We’ve been working with a group of folks working on tools for identifying police officers in real time, mostly by making and following up on1 CPRA requests to local police agencies for their rosters, which then go into various databases, including NN35007‘s fabulous Twitter bot @WhosThatCop.
We always ask for name, rank, numbers of various kinds,2 gender, and race, all of which are useful for identifying officers on the street. Most of the 40 or so agencies I sent requests to initially responded promptly and in material compliance with the law, but of course not all of them, so we’ve had to start filing lawsuits.
The causes of action are as bogus as usual, and only one was mildly surprising. The City’s airport agency, LAWA,3 had the nerve to claim that they don’t have responsive records. That is, they’re actually claiming that they don’t have a list of their own cops. They almost certainly have some idiotic bad-faith interpretation of my request which they think they can explain to the judge and thereby not get into trouble.
Sadly, they are correct that they won’t get into trouble since the law contains no getting-into-trouble clauses. In any case, this is probably a straightforward case as the CPRA requires agencies to assist requesters to make effective requests, which LAWA refused to do with me. Basically their strategy is to deny and see if they get sued and then at that time hand over the records.

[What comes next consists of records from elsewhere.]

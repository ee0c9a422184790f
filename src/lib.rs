//! File Upload Ingest Library
//!
//! Receives a file posted as `multipart/form-data`, appends a processing
//! timestamp to its text, and writes it to object storage under
//! `<prefix>/<filename>`.
//!
//! # Features
//!
//! - **Real Multipart Decoding**: `multer` locates the file part; a
//!   positional parser is kept for parity with legacy clients
//! - **Injected Storage**: S3 in production, in-memory for local runs
//! - **Classified Errors**: malformed uploads get 4xx, storage failures 5xx
//! - **Upload Client**: a session-based client that reports every failure
//!
//! # Example
//!
//! ```no_run
//! use file_upload_ingest::{config::Config, server::Server};
//!
//! #[tokio::main]
//! async fn main() -> anyhow::Result<()> {
//!     let config = Config::load("config.yaml")?;
//!     let server = Server::bind(config).await?;
//!     server.run().await?;
//!     Ok(())
//! }
//! ```

pub mod client;
pub mod config;
pub mod ingest;
pub mod logging;
pub mod metrics;
pub mod router;
pub mod server;
pub mod storage;

// Re-export commonly used types
pub use config::Config;
pub use ingest::{IngestError, IngestHandler};
pub use server::Server;

/// Library version
pub const VERSION: &str = env!("CARGO_PKG_VERSION");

This is allowed under the law.
The other three agencies, which are the cities of Torrance, South Pasadena, and Monrovia, all released officers’ names but then refused to produce their genders and/or their races. They all claimed in one way or another that to do so would be to invade the officers’ privacy. Our entire argument is that this is information that can be obtained by looking at the officers, so it can’t be all that secret.4
In any case, cities rarely spend time making sure their bogus denials are even plausible. There’s no incentive for them to do so because most people won’t sue them, and if they don’t get sued nothing happens. This is a huge flaw in the CPRA,5 but one that’s not likely to be fixed. And we won’t get these records soon, but this is the only way to get them at all.

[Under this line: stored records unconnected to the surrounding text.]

//! Object storage module
//!
//! The ingest handler writes through the [`ObjectStore`] trait so the backend
//! can be swapped: S3 in production, an in-memory map for local runs and tests.

use crate::config::{StorageBackend, StorageConfig};
use async_trait::async_trait;
use bytes::Bytes;
use std::sync::Arc;
use thiserror::Error;

pub mod memory;
pub mod s3;

pub use memory::{MemoryStore, StoredObject};
pub use s3::S3Store;

/// Storage errors
#[derive(Error, Debug)]
pub enum StorageError {
    #[error("Configuration error: {0}")]
    ConfigError(String),

    #[error("Storage backend error: {0}")]
    Backend(String),
}

/// Result of a successful object write
#[derive(Debug, Clone, PartialEq, Eq)]
pub struct PutObjectOutput {
    pub etag: String,
}

/// Put-by-key object storage. Writes overwrite any existing object.
#[async_trait]
pub trait ObjectStore: Send + Sync {
    /// Write `body` to `bucket`/`key`
    async fn put_object(
        &self,
        bucket: &str,
        key: &str,
        body: Bytes,
        content_type: Option<&str>,
    ) -> Result<PutObjectOutput, StorageError>;
}

/// Build the configured store
pub async fn from_config(config: &StorageConfig) -> Result<Arc<dyn ObjectStore>, StorageError> {
    match config.backend {
        StorageBackend::Memory => {
            tracing::warn!("Using in-memory storage; uploads are lost on restart");
            Ok(Arc::new(MemoryStore::new()))
        }
        StorageBackend::S3 => {
            let s3 = config.s3.as_ref().ok_or_else(|| {
                StorageError::ConfigError("storage.s3 is required for the s3 backend".into())
            })?;
            Ok(Arc::new(S3Store::from_config(s3).await))
        }
    }
}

- Which is where the real work is!
- There’s no uniform cop numbering system in California, nor even in LA County. For instance, some agencies have badge numbers, some have serial numbers that aren’t displayed on badges, and some, like LAPD, use two parallel systems with no clear way to link up the two IDs.
- Stands for Los Angeles World Airports, which is as scummy a sinkhole as LADWP and then some. It is impenetrable.
- Clearly neither can be seen with complete accuracy, but we’re trying to win CPRA cases here, not explain modern conceptions of race and gender to the judges that hear these cases, and it’s not relevant to the argument anyway.
- I really believe that systems function as they’re intended to function, which is decidedly not a conspiracy theory, but it’s hard to explain in a way that doesn’t make it sound like one. So in this sense it’s not a flaw in the CPRA but a capability of the CPRA which is presently being exploited by people with means, motive, and opportunity.